Reproduce each line from the records that holds "hits".

═══ TASK DATA

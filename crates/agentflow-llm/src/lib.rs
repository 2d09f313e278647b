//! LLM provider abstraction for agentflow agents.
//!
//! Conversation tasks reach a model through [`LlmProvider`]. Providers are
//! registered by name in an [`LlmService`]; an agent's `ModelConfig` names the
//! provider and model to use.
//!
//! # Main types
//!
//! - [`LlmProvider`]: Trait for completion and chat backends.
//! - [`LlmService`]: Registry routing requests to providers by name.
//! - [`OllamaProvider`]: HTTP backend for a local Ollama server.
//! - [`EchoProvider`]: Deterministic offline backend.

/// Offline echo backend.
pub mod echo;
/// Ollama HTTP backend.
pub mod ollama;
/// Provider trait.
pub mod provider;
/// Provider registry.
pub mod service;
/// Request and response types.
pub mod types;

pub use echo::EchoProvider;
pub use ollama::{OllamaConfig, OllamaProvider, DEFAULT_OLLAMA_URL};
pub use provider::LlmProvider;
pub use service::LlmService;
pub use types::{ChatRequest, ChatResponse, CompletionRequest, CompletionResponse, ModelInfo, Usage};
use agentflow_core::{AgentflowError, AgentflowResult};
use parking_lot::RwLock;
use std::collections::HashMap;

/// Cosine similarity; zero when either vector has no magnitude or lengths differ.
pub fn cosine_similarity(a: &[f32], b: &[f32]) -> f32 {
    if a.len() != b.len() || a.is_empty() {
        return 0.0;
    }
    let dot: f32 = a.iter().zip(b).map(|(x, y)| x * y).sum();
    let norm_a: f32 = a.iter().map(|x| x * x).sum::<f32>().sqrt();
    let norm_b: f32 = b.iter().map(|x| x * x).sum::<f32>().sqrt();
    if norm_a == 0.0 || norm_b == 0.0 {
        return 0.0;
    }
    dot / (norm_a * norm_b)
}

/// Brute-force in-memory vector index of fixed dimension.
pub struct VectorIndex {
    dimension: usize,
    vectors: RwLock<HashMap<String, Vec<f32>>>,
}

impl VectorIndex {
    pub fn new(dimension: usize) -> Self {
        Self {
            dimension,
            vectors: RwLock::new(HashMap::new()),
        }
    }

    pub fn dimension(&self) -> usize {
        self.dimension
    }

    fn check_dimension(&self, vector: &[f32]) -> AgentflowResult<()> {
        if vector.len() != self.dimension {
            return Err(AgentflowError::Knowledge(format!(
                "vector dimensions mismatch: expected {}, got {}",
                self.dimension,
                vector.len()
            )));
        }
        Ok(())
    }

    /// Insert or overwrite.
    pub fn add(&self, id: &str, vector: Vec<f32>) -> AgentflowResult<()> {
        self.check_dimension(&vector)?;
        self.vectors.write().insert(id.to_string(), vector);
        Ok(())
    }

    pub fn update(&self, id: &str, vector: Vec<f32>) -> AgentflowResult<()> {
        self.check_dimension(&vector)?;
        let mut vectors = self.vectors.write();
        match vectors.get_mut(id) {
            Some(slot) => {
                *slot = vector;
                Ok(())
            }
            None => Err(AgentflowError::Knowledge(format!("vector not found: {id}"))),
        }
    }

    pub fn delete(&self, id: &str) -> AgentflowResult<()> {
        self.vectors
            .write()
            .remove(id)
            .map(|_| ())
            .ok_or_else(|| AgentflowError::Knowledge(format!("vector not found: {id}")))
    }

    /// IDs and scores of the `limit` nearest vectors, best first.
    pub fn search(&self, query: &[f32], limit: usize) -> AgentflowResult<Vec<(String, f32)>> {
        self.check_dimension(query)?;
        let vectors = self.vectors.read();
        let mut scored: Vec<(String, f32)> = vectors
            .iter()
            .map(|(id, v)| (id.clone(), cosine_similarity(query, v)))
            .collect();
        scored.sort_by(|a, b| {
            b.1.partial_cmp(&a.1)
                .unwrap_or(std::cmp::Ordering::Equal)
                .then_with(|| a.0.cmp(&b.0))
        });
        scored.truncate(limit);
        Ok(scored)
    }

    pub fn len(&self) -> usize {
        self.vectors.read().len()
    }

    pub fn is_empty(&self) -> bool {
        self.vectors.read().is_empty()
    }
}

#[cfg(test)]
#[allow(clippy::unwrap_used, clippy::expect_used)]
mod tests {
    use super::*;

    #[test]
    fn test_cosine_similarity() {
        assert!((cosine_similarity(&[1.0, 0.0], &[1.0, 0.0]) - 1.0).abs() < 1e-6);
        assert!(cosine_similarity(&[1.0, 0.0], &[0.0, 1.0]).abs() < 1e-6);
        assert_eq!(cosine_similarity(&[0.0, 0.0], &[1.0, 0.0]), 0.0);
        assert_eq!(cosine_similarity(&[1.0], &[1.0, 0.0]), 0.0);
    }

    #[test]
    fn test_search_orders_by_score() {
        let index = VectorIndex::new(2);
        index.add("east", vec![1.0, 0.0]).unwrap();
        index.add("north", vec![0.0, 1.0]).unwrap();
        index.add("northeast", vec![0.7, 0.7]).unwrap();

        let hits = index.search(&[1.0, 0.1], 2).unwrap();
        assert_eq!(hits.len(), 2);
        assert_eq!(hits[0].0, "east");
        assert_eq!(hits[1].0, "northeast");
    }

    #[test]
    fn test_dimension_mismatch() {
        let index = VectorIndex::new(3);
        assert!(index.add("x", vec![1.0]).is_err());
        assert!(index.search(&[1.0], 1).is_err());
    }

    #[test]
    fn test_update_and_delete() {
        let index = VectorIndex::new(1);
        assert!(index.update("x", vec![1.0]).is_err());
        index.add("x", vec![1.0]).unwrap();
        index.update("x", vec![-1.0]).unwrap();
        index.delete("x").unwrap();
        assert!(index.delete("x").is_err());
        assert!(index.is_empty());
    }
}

══════
═══ TASK DATA

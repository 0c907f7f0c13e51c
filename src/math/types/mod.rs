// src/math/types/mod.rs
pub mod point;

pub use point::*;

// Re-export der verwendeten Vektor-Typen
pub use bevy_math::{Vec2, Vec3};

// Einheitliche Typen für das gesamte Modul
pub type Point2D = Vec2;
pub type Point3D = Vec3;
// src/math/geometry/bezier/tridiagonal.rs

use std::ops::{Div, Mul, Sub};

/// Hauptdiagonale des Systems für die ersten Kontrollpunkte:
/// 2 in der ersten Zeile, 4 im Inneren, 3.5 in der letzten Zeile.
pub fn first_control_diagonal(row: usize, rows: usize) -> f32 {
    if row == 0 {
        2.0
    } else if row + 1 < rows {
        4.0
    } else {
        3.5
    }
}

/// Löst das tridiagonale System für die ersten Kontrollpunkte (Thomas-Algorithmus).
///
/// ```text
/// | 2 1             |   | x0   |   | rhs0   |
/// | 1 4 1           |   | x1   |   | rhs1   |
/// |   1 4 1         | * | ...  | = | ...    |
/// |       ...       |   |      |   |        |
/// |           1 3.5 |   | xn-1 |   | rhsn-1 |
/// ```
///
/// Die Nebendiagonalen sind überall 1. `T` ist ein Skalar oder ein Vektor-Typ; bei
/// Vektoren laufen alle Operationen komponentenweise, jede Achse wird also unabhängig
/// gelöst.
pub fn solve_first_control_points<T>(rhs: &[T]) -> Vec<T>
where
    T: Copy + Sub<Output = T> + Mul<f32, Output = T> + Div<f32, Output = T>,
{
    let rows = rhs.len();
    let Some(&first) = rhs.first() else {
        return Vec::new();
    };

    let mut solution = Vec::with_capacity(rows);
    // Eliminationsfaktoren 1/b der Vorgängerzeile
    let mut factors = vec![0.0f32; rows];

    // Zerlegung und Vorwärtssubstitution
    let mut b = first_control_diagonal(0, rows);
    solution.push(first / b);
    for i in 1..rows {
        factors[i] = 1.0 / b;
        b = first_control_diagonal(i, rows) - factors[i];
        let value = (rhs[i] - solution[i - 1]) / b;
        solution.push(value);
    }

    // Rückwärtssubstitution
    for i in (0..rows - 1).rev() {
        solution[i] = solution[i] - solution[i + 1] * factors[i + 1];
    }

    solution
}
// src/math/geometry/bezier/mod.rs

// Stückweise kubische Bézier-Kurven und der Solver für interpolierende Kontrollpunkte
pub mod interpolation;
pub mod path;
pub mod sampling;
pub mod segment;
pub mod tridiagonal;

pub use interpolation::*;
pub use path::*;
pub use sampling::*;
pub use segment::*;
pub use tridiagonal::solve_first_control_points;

══════

> **COMPLETED EXERCISE**
        let hits = index.search(&[1.0, 0.1], 2).unwrap();
        assert_eq!(hits.len(), 2);
        assert_eq!(hits[0].0, "east");
        assert_eq!(hits[1].0, "northeast");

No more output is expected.